They cup it as a “full-bodied, crisp and balanced dark roast”, and there’s clearly some spots of second-crack oils. It’s not as full-bodied as we expected, but there’s a cohesion to it. “Toffee and toasted nuts”? Check. “Bright and clean with no burned aftertaste”? Check. “Great when used with milk”? Quite good.
My shots pulled with a dark to medium brown textured crema — a good sign — with a slightly thin body. The crema was strong enough (we’d rate it an 8.0) to bump the score as our favorite of the lot. Pungent, some spice, some limited sweetness, but no smoke nor ashiness for sure. And some bittersweet chocolate in the base, of which we’re always a fan.

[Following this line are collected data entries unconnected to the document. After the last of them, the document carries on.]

// ── Engine: Assistant ──────────────────────────────────────────────────────
// The widget controller. Owns the Brain for its process lifetime, the
// open/closed panel state machine, the message list, and the send pipeline:
//
//   user text → prompt (digest + history) → provider → command processing
//             → message list → conversation log → persisted Brain
//
// The host constructs the instance explicitly and keeps the reference —
// there is no global. Every failure is absorbed into a canned reply or a
// log line; nothing here can take the hosting page down.

use std::sync::Arc;

use log::{info, warn};
use parking_lot::Mutex;

use crate::atoms::constants::{ENV_API_KEYS, MSG_MISSING_KEY, MSG_WELCOME};
use crate::atoms::types::{
    Analytics, BehaviorUpdate, Brain, ChatMessage, MessageRole,
};
use crate::engine::brain::{record_turn, BrainStore, Storage};
use crate::engine::commands;
use crate::engine::config::{
    resolve_api_key, BrainCredential, CredentialProvider, EnvCredential, HostCredential,
};
use crate::engine::context::PromptBuilder;
use crate::engine::providers::{fallback_message, GoogleProvider, ResponseProvider};
use crate::engine::scanner;
use crate::engine::surface::PageSurface;

// ── Host-supplied construction config ──────────────────────────────────────

#[derive(Debug, Clone, Default)]
pub struct AssistantConfig {
    /// Runtime-supplied API key; second in the credential chain.
    pub api_key: Option<String>,
    /// Optional URL of a hosted default Brain (the original setup ships a
    /// `brain.json` next to the embedding script). Fetched once, only when
    /// nothing is persisted yet.
    pub bootstrap_url: Option<String>,
}

// ── Widget state machine ───────────────────────────────────────────────────

#[derive(Debug, Clone, Copy, PartialEq, Eq)]
pub enum PanelState {
    Closed,
    Open,
}

/// Orthogonal sub-state per pending request. Entering `AwaitingResponse`
/// disables the send control and shows the typing indicator; settling
/// re-enables and hides. This is a cooperative-UI guarantee, not a lock —
/// a programmatic second send is not rejected, and the later settle wins
/// the message list.
#[derive(Debug, Clone, Copy, PartialEq, Eq)]
pub enum RequestPhase {
    Idle,
    AwaitingResponse,
}

struct WidgetState {
    panel: PanelState,
    phase: RequestPhase,
    send_enabled: bool,
    typing: bool,
    messages: Vec<ChatMessage>,
}

// ── Assistant ──────────────────────────────────────────────────────────────

pub struct Assistant {
    surface: Arc<dyn PageSurface>,
    store: BrainStore,
    brain: Mutex<Brain>,
    provider: Mutex<Option<Arc<dyn ResponseProvider>>>,
    state: Mutex<WidgetState>,
}

impl Assistant {
    /// Load the Brain, resolve credentials, and (when `autoScan` is on)
    /// run the initial site scan.
    pub async fn new(
        config: AssistantConfig,
        storage: Arc<dyn Storage>,
        surface: Arc<dyn PageSurface>,
    ) -> Self {
        let store = BrainStore::new(storage);
        let mut brain = store.load(config.bootstrap_url.as_deref()).await;

        let host_key = HostCredential(config.api_key.clone());
        let persisted_key = BrainCredential(brain.config.api_key.clone());
        let chain: [&dyn CredentialProvider; 3] = [&EnvCredential, &host_key, &persisted_key];
        let provider: Option<Arc<dyn ResponseProvider>> = resolve_api_key(&chain)
            .map(|key| Arc::new(GoogleProvider::new(key)) as Arc<dyn ResponseProvider>);

        if brain.config.features.auto_scan {
            let count = scanner::scan_site(surface.as_ref(), &mut brain);
            store.save(&brain);
            info!("[assistant] initial site scan, {} pages known", count);
        }

        info!(
            "[assistant] initialized, api key {}",
            if provider.is_some() { "configured" } else { "missing" }
        );

        Assistant {
            surface,
            store,
            brain: Mutex::new(brain),
            provider: Mutex::new(provider),
            state: Mutex::new(WidgetState {
                panel: PanelState::Closed,
                phase: RequestPhase::Idle,
                send_enabled: true,
                typing: false,
                messages: vec![ChatMessage { role: MessageRole::Assistant, text: MSG_WELCOME.into() }],
            }),
        }
    }

    /// Swap the response backend. Hosts use this to route through a proxy;
    /// tests use it to script replies.
    pub fn with_provider(self, provider: Arc<dyn ResponseProvider>) -> Self {
        *self.provider.lock() = Some(provider);
        self
    }

    // ── Panel state machine ────────────────────────────────────────────

    pub fn toggle(&self) -> PanelState {
        let mut state = self.state.lock();
        state.panel = match state.panel {
            PanelState::Closed => PanelState::Open,
            PanelState::Open => PanelState::Closed,
        };
        state.panel
    }

    pub fn open(&self) {
        self.state.lock().panel = PanelState::Open;
    }

    pub fn close(&self) {
        self.state.lock().panel = PanelState::Closed;
    }

    /// Escape is only observed while the panel is open.
    pub fn handle_escape(&self) {
        let mut state = self.state.lock();
        if state.panel == PanelState::Open {
            state.panel = PanelState::Closed;
        }
    }

    pub fn panel(&self) -> PanelState {
        self.state.lock().panel
    }

    pub fn phase(&self) -> RequestPhase {
        self.state.lock().phase
    }

    pub fn send_enabled(&self) -> bool {
        self.state.lock().send_enabled
    }

    pub fn is_typing(&self) -> bool {
        self.state.lock().typing
    }

    pub fn messages(&self) -> Vec<ChatMessage> {
        self.state.lock().messages.clone()
    }

    // ── Send pipeline ──────────────────────────────────────────────────

    /// One full user turn. Returns the displayed assistant text, or `None`
    /// for blank input. Closing the panel mid-flight does not cancel the
    /// request; the settled reply still lands in the message list.
    pub async fn send(&self, input: &str) -> Option<String> {
        let message = input.trim();
        if message.is_empty() {
            return None;
        }

        {
            let mut state = self.state.lock();
            state.messages.push(ChatMessage { role: MessageRole::User, text: message.into() });
            state.phase = RequestPhase::AwaitingResponse;
            state.send_enabled = false;
            state.typing = true;
        }

        let prompt = {
            let brain = self.brain.lock();
            let digest = scanner::digest(self.surface.as_ref(), &brain);
            PromptBuilder::new(&brain.config.behavior)
                .site_digest(&digest)
                .history(&brain.conversations)
                .user_message(message)
                .build()
        };

        let provider = self.provider.lock().clone();
        let raw = match provider {
            None => {
                warn!("[assistant] no API key, answering with the canned notice");
                MSG_MISSING_KEY.to_string()
            }
            Some(provider) => match provider.generate(&prompt).await {
                Ok(text) => text,
                Err(e) => {
                    warn!("[assistant] provider failure: {}", e);
                    fallback_message(&e).to_string()
                }
            },
        };

        let parsed = commands::parse_reply(&raw);
        commands::execute(&self.surface, &parsed.commands).await;
        let display = parsed.display_text;

        {
            let mut state = self.state.lock();
            state.messages.push(ChatMessage { role: MessageRole::Assistant, text: display.clone() });
            state.phase = RequestPhase::Idle;
            state.send_enabled = true;
            state.typing = false;
        }

        {
            let mut brain = self.brain.lock();
            record_turn(&mut brain, message, &display);
            self.store.save(&brain);
        }

        Some(display)
    }

    // ── Host control surface ───────────────────────────────────────────

    /// Merge a partial behavior update into the Brain and persist.
    pub fn update_behavior(&self, update: BehaviorUpdate) {
        let mut brain = self.brain.lock();
        if let Some(personality) = update.personality {
            brain.config.behavior.personality = personality;
        }
        if let Some(tone) = update.tone {
            brain.config.behavior.tone = tone;
        }
        if let Some(language) = update.language {
            brain.config.behavior.language = language;
        }
        self.store.save(&brain);
    }

    /// Set the API key at runtime: persisted into the Brain and swapped
    /// into the live provider. Empty keys are ignored with a warning.
    pub fn set_api_key(&self, key: &str) {
        if key.trim().is_empty() {
            warn!("[assistant] ignoring empty API key");
            return;
        }
        {
            let mut brain = self.brain.lock();
            brain.config.api_key = Some(key.to_string());
            self.store.save(&brain);
        }
        *self.provider.lock() = Some(Arc::new(GoogleProvider::new(key)));
        info!("[assistant] API key set at runtime");
    }

    /// Setup help for configuring the key through the environment instead
    /// of persisting it.
    pub fn key_setup_instructions(&self) -> String {
        format!(
            "Állítsd be a(z) {} környezeti változót az API kulcsra, majd indítsd újra az alkalmazást.",
            ENV_API_KEYS[0]
        )
    }

    pub fn analytics(&self) -> Analytics {
        self.brain.lock().analytics.clone()
    }

    /// Manual rescan trigger; returns the number of known pages.
    pub fn rescan(&self) -> usize {
        let mut brain = self.brain.lock();
        let count = scanner::scan_site(self.surface.as_ref(), &mut brain);
        self.store.save(&brain);
        count
    }
}

#[cfg(test)]
mod tests {
    use super::*;
    use crate::atoms::types::{ElementTarget, PageLocation};
    use crate::engine::brain::MemoryStorage;
    use crate::engine::providers::ProviderError;
    use async_trait::async_trait;
    use std::collections::VecDeque;
    use std::sync::atomic::{AtomicUsize, Ordering};

    struct StaticPage;

    impl PageSurface for StaticPage {
        fn document_html(&self) -> String {
            r#"<html><head><title>Teszt</title></head>
               <body><h2 id="kapcsolat">Kapcsolat</h2><a href="/arak">Árak</a></body></html>"#
                .into()
        }
        fn location(&self) -> PageLocation {
            PageLocation { href: "https://example.hu/".into(), path: "/".into() }
        }
        fn scroll_into_view(&self, _t: &ElementTarget) {}
        fn read_inline_style(&self, _t: &ElementTarget, _p: &str) -> Option<String> {
            None
        }
        fn write_inline_style(&self, _t: &ElementTarget, _p: &str, _v: Option<&str>) {}
        fn goto(&self, _path: &str) {}
        fn open_external(&self, _url: &str) {}
    }

    struct Scripted {
        replies: Mutex<VecDeque<Result<String, ProviderError>>>,
        calls: AtomicUsize,
    }

    impl Scripted {
        fn new(replies: Vec<Result<String, ProviderError>>) -> Arc<Self> {
            Arc::new(Scripted { replies: Mutex::new(replies.into()), calls: AtomicUsize::new(0) })
        }
    }

    #[async_trait]
    impl ResponseProvider for Scripted {
        fn name(&self) -> &str {
            "scripted"
        }
        async fn generate(&self, _prompt: &str) -> Result<String, ProviderError> {
            self.calls.fetch_add(1, Ordering::SeqCst);
            self.replies.lock().pop_front().expect("script exhausted")
        }
    }

    async fn assistant() -> Assistant {
        // Clear any ambient key so construction never resolves a real
        // provider out of the test environment.
        std::env::remove_var("SITEPILOT_API_KEY");
        std::env::remove_var("GEMINI_API_KEY");
        Assistant::new(
            AssistantConfig::default(),
            Arc::new(MemoryStorage::new()),
            Arc::new(StaticPage),
        )
        .await
    }

    #[tokio::test]
    async fn test_panel_state_machine() {
        let a = assistant().await;
        assert_eq!(a.panel(), PanelState::Closed);
        // Escape while closed is not observed.
        a.handle_escape();
        assert_eq!(a.panel(), PanelState::Closed);

        assert_eq!(a.toggle(), PanelState::Open);
        a.handle_escape();
        assert_eq!(a.panel(), PanelState::Closed);

        a.open();
        a.close();
        assert_eq!(a.panel(), PanelState::Closed);
    }

    #[tokio::test]
    async fn test_missing_key_send_is_local_and_counted() {
        let a = assistant().await;
        let reply = a.send("Hol a kapcsolat?").await.unwrap();
        assert_eq!(reply, MSG_MISSING_KEY);

        let analytics = a.analytics();
        assert_eq!(analytics.total_queries, 1);
        assert_eq!(analytics.popular_questions.get("hol a kapcsolat?"), Some(&1));
    }

    #[tokio::test]
    async fn test_blank_input_is_a_no_op() {
        let a = assistant().await;
        assert!(a.send("   ").await.is_none());
        assert_eq!(a.analytics().total_queries, 0);
        // Only the welcome message is present.
        assert_eq!(a.messages().len(), 1);
    }

    #[tokio::test]
    async fn test_send_pipeline_strips_commands_and_records() {
        let provider = Scripted::new(vec![Ok("Nézd meg itt: [HIGHLIGHT:#kapcsolat] fent.".into())]);
        let a = assistant().await.with_provider(provider.clone());

        let reply = a.send("Mutasd a kapcsolatot").await.unwrap();
        assert_eq!(reply, "Nézd meg itt:  fent.");
        assert_eq!(provider.calls.load(Ordering::SeqCst), 1);

        let messages = a.messages();
        assert_eq!(messages.last().unwrap().text, reply);
        assert_eq!(a.analytics().total_queries, 1);
        assert_eq!(a.phase(), RequestPhase::Idle);
        assert!(a.send_enabled());
        assert!(!a.is_typing());
    }

    #[tokio::test]
    async fn test_provider_error_maps_to_canned_message() {
        let provider = Scripted::new(vec![Err(ProviderError::RateLimited("quota".into()))]);
        let a = assistant().await.with_provider(provider);
        let reply = a.send("Szia").await.unwrap();
        assert_eq!(reply, crate::atoms::constants::MSG_RATE_LIMITED);
    }

    #[tokio::test]
    async fn test_auto_scan_populates_site_map_on_new() {
        let a = assistant().await;
        let brain = a.brain.lock();
        assert_eq!(brain.site_map.pages, vec!["/", "/arak"]);
        assert!(brain.site_map.last_scan.is_some());
    }

    #[tokio::test]
    async fn test_update_behavior_merges_partially() {
        let a = assistant().await;
        a.update_behavior(BehaviorUpdate { tone: Some("formális".into()), ..Default::default() });
        let brain = a.brain.lock();
        assert_eq!(brain.config.behavior.tone, "formális");
        assert_eq!(brain.config.behavior.language, "hu");
    }

    #[tokio::test]
    async fn test_set_api_key_ignores_empty_and_persists_real() {
        let a = assistant().await;
        a.set_api_key("  ");
        assert!(a.provider.lock().is_none());

        a.set_api_key("uj-kulcs");
        assert!(a.provider.lock().is_some());
        assert_eq!(a.brain.lock().config.api_key.as_deref(), Some("uj-kulcs"));
    }
}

Made as a V60 pour-over with my Mazzer Mini grinder. KRC recommends #4 filters for the V60, and I used Hario’s own #2 filters for all the examples here.
This is Craig’s original coffee and the KRC benchmark, which they call “The World’s Most Sophisticated Coffee”. Talk about a serious billing to live up to.
As described, it’s “an all-day blend for the connoisseur or everyday drinker who takes his coffee black”…”racy, sophisticated and powerful, this coffee is in perfect balance with a lively acidity”… “A ‘Broadband’ medium roast with a remarkable sweetness, large creamy body and smooth finish. Massive complexity and mouthfeel.”
For the most part, the blend delivered on many of its promises. It appears as a slightly dark roast with some second-crack surface oil: few in today’s lightness-obsessed coffee world would call this a medium roast. But the cocoa is there, as is the broadband flavor and balance. However, any acidity is very subdued, but there is a great aftertaste as it truly coats the tongue with sweeter oils. Can we say it?: an excellent blend.
Made as a V60 pour-over with my Mazzer Mini grinder. They call this, “A Robust Taste for Marine Environments” — so brewing in the fog of San Francisco seemed a rather appropriate challenge.
In their words, “The brine in the salty ocean air deadens the palate, resulting in a flat, dull tasting experience, no matter the quality of the coffee” and call this blend “a darker roast and bold, in your face coffee that rises above ambient smells in salty air while preserving a refined and balanced taste”.
It is a more traditional darker roast style with minimal fruit, some smoke, more pungency, but also a pleasant — albeit not great — mouthfeel. Perhaps a touch harsher than the Shelton Signature Blend, but it is still enjoyable. However, I’m not sure I got out as much of its optimization for the ambient marine air.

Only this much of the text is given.